### Instructions for the task
Going through the entries below, count each line that holds "push" and give only the total.
##############################
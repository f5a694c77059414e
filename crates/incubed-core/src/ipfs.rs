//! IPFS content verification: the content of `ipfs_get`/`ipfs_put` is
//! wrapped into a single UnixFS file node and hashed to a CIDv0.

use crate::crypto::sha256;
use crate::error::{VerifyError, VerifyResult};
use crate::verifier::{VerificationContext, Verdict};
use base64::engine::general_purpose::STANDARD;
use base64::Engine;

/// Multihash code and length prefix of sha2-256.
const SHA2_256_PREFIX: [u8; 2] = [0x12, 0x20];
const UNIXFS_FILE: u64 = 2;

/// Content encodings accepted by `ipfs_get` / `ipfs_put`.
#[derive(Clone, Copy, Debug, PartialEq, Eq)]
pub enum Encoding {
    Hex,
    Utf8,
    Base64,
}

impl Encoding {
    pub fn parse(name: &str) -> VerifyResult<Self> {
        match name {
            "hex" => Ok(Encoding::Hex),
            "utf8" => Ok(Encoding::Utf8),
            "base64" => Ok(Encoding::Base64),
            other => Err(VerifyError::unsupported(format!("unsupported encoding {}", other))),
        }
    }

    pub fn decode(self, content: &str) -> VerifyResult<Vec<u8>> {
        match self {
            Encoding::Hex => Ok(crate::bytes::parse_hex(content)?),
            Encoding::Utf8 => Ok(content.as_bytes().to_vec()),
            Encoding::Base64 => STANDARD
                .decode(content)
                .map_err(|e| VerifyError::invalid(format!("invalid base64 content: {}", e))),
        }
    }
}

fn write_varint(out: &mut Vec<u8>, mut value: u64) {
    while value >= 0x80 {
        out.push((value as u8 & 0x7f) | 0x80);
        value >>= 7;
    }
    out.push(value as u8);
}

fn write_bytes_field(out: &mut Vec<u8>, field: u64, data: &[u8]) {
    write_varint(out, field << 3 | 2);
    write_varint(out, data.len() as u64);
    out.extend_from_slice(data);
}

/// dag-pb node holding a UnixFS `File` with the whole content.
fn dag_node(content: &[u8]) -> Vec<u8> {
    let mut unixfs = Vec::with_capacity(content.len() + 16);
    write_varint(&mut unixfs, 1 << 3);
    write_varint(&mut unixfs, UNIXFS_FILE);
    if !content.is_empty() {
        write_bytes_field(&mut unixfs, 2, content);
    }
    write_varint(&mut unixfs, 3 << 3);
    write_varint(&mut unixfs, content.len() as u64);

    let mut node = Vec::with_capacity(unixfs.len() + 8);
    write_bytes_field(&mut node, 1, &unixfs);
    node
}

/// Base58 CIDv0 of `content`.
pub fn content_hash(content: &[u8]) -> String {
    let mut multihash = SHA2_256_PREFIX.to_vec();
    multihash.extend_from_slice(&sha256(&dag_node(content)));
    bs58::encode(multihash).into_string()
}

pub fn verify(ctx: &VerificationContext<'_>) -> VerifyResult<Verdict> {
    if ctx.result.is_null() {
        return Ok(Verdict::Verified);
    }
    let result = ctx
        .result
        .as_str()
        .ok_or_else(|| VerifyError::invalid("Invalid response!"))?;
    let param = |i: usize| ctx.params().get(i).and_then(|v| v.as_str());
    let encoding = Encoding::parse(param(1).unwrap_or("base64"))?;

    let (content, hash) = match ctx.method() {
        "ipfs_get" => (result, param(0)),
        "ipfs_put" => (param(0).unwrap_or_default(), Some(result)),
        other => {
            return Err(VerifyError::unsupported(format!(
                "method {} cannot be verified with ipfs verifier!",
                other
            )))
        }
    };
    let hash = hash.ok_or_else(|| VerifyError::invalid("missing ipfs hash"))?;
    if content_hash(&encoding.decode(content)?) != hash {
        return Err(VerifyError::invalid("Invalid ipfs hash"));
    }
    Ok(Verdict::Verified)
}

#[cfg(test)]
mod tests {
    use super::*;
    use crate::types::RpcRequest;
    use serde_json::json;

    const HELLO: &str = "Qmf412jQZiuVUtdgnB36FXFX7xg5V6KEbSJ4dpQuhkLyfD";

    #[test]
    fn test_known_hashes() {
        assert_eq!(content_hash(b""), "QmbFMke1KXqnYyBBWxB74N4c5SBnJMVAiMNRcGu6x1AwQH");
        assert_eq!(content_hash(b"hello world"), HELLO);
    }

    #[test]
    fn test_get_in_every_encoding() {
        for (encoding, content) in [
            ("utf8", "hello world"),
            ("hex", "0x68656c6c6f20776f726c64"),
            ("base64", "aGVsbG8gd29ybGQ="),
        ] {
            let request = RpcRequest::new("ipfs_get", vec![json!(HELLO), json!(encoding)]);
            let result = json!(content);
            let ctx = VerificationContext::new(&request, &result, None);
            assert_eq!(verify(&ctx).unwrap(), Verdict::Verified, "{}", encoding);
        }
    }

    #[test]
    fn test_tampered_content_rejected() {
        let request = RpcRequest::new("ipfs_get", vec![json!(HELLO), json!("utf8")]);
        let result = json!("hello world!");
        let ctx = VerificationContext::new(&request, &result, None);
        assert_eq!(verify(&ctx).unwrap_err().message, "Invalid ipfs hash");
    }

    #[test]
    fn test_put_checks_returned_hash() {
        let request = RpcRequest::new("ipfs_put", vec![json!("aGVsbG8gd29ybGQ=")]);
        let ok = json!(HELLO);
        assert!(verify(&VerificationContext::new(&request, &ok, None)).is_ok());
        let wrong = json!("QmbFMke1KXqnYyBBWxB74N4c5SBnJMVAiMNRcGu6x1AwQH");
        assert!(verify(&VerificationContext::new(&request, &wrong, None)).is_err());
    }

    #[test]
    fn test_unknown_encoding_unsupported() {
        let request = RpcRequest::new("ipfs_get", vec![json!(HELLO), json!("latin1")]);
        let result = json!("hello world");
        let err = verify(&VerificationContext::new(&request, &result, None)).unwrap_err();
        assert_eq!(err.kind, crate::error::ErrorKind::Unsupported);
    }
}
##############################
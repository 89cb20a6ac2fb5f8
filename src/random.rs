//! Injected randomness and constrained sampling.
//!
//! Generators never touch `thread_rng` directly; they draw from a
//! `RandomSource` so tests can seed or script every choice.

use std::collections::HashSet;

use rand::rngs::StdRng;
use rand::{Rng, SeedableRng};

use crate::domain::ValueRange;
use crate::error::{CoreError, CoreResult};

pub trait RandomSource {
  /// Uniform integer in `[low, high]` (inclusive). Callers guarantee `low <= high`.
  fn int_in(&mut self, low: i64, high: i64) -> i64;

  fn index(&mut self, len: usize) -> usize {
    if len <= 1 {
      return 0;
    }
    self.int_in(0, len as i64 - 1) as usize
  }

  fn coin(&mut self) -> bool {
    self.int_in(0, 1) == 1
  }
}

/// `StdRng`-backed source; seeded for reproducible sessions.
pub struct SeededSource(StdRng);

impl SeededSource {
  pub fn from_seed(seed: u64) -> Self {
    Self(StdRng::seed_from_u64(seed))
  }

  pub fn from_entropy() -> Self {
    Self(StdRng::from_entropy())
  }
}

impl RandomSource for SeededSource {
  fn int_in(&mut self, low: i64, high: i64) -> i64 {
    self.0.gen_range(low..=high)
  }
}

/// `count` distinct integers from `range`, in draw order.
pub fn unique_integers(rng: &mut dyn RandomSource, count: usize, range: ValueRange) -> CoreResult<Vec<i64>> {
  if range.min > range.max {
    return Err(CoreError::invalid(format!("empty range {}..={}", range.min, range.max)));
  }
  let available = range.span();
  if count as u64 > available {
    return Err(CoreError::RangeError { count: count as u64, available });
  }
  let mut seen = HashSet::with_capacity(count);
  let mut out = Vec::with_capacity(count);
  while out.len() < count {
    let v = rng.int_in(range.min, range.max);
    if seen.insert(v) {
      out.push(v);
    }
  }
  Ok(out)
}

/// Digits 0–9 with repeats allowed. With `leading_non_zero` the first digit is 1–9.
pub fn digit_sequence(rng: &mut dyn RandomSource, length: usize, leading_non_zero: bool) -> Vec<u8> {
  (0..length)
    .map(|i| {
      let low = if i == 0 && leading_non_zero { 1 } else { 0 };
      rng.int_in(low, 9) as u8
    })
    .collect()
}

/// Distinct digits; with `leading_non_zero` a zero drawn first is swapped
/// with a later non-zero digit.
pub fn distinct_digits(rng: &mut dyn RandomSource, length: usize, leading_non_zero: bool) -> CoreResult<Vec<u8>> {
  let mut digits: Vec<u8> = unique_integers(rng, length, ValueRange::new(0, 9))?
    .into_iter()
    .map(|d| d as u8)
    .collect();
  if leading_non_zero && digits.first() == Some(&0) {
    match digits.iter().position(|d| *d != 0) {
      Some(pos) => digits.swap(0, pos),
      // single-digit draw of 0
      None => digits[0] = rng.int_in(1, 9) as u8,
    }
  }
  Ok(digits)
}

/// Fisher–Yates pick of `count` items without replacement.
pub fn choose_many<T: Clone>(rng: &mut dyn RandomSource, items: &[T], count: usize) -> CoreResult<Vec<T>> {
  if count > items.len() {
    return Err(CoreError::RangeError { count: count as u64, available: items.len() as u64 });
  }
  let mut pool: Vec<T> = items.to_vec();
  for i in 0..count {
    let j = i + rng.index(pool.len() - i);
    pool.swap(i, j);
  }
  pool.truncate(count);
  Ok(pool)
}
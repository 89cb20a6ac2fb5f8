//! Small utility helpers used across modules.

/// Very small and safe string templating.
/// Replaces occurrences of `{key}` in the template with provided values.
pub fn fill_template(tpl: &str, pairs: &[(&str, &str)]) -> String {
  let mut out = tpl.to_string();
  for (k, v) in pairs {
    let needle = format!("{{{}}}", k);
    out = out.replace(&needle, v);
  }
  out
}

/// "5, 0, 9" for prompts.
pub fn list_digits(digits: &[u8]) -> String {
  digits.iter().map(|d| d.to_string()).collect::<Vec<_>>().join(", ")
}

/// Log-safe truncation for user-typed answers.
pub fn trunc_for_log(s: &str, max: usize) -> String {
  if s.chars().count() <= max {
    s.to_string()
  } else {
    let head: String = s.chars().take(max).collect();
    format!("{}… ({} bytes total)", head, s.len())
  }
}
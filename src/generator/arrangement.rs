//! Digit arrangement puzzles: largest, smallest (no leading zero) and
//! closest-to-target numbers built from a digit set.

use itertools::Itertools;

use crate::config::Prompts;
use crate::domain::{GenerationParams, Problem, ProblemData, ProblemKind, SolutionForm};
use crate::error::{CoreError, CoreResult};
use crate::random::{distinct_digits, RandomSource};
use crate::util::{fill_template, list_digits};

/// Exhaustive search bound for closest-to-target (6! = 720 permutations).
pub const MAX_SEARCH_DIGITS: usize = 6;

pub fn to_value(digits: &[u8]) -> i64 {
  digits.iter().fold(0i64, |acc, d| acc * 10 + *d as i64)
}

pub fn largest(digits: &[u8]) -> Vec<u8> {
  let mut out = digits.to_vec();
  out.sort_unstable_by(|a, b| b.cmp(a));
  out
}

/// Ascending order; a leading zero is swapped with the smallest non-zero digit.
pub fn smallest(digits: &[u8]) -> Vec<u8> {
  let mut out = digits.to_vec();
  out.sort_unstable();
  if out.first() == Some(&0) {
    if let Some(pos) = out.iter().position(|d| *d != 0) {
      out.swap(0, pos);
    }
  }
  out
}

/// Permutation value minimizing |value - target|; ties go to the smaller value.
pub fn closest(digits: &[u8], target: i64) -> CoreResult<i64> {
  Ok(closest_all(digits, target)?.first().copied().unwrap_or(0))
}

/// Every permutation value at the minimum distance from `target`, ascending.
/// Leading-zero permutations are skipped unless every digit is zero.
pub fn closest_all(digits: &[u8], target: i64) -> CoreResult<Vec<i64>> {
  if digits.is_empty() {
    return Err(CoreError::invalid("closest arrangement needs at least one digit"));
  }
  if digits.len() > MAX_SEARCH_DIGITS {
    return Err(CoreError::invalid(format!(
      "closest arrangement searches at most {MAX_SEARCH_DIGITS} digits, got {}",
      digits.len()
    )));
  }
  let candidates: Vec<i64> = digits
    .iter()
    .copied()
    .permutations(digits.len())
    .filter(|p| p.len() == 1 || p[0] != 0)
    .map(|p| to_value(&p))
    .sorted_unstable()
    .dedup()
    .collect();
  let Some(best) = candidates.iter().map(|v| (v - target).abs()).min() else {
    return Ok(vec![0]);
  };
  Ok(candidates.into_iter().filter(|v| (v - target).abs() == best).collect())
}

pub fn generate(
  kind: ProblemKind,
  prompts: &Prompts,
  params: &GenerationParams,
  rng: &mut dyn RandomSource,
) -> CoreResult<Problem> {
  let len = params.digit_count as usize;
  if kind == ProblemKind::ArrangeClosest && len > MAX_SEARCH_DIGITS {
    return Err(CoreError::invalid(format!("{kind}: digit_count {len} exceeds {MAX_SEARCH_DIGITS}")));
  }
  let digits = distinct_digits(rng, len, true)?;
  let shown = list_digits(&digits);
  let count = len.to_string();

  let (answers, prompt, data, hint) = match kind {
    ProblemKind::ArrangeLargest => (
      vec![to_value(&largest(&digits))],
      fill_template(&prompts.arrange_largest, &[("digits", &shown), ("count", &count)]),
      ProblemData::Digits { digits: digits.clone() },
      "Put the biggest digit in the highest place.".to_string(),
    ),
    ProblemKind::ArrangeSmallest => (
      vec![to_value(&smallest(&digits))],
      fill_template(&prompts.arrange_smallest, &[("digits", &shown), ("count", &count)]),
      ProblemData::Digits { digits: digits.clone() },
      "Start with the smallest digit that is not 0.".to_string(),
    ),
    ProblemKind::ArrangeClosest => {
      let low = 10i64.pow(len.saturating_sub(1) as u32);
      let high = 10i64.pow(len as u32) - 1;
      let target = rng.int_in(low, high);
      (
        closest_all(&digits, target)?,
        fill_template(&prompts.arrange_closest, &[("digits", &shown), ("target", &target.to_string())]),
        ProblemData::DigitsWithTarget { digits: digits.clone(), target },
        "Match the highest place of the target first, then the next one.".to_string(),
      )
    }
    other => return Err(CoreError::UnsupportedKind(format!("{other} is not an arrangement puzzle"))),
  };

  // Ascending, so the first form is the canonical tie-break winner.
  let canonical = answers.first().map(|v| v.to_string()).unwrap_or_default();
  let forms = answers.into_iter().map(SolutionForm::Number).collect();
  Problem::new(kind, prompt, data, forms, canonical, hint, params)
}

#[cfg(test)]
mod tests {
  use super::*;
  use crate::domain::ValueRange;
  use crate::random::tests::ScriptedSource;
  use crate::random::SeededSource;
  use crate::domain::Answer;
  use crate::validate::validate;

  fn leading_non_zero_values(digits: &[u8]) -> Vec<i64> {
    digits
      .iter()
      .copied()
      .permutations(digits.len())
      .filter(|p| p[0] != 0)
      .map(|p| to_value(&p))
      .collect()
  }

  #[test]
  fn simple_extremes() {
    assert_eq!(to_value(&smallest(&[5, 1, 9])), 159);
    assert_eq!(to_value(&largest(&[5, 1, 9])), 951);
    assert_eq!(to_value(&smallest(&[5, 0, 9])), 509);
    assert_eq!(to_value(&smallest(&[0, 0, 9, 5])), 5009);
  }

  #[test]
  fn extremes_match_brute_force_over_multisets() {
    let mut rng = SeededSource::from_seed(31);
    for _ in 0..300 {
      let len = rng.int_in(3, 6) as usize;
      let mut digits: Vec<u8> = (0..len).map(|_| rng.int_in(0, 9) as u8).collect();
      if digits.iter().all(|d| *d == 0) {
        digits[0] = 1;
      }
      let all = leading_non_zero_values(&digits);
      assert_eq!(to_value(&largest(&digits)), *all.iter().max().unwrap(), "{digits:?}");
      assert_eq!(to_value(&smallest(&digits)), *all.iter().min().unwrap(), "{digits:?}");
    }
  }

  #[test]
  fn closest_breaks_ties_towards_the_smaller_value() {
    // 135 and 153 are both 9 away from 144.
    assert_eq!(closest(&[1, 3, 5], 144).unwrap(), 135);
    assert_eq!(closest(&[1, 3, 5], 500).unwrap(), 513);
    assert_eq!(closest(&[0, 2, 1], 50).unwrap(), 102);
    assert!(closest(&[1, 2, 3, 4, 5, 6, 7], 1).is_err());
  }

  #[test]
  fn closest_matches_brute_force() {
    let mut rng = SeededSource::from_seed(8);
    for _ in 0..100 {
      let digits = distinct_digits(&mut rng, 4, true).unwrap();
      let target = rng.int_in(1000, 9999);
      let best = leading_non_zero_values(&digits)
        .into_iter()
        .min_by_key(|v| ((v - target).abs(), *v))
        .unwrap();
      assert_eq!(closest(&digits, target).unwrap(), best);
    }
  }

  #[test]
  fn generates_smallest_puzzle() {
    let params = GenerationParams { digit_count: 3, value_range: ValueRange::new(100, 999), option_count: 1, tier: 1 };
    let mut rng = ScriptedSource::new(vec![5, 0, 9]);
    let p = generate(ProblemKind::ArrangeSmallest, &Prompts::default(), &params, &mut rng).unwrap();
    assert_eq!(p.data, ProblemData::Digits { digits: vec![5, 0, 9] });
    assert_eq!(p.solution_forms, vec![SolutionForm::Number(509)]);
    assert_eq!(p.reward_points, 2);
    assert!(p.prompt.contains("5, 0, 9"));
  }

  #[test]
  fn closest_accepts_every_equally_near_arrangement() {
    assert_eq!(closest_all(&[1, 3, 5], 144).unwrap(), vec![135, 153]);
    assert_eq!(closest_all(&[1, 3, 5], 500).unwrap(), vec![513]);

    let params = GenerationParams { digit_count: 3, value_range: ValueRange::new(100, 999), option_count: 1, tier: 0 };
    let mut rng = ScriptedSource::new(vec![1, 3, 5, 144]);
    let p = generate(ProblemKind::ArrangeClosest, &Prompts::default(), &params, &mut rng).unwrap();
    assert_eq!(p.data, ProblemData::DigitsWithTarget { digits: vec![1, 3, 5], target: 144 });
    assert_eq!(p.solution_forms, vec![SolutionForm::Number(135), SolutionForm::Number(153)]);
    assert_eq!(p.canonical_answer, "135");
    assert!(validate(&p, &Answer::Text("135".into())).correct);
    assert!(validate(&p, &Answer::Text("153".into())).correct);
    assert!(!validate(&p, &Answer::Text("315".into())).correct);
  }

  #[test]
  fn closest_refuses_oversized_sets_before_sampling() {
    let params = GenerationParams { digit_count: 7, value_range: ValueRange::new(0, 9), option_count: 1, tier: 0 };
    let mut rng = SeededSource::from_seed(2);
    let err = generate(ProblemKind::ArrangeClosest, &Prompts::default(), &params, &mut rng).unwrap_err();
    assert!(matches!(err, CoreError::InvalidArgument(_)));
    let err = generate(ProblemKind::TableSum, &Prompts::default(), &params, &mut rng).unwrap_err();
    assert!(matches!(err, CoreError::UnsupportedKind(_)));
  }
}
##############################
### Exercise output
3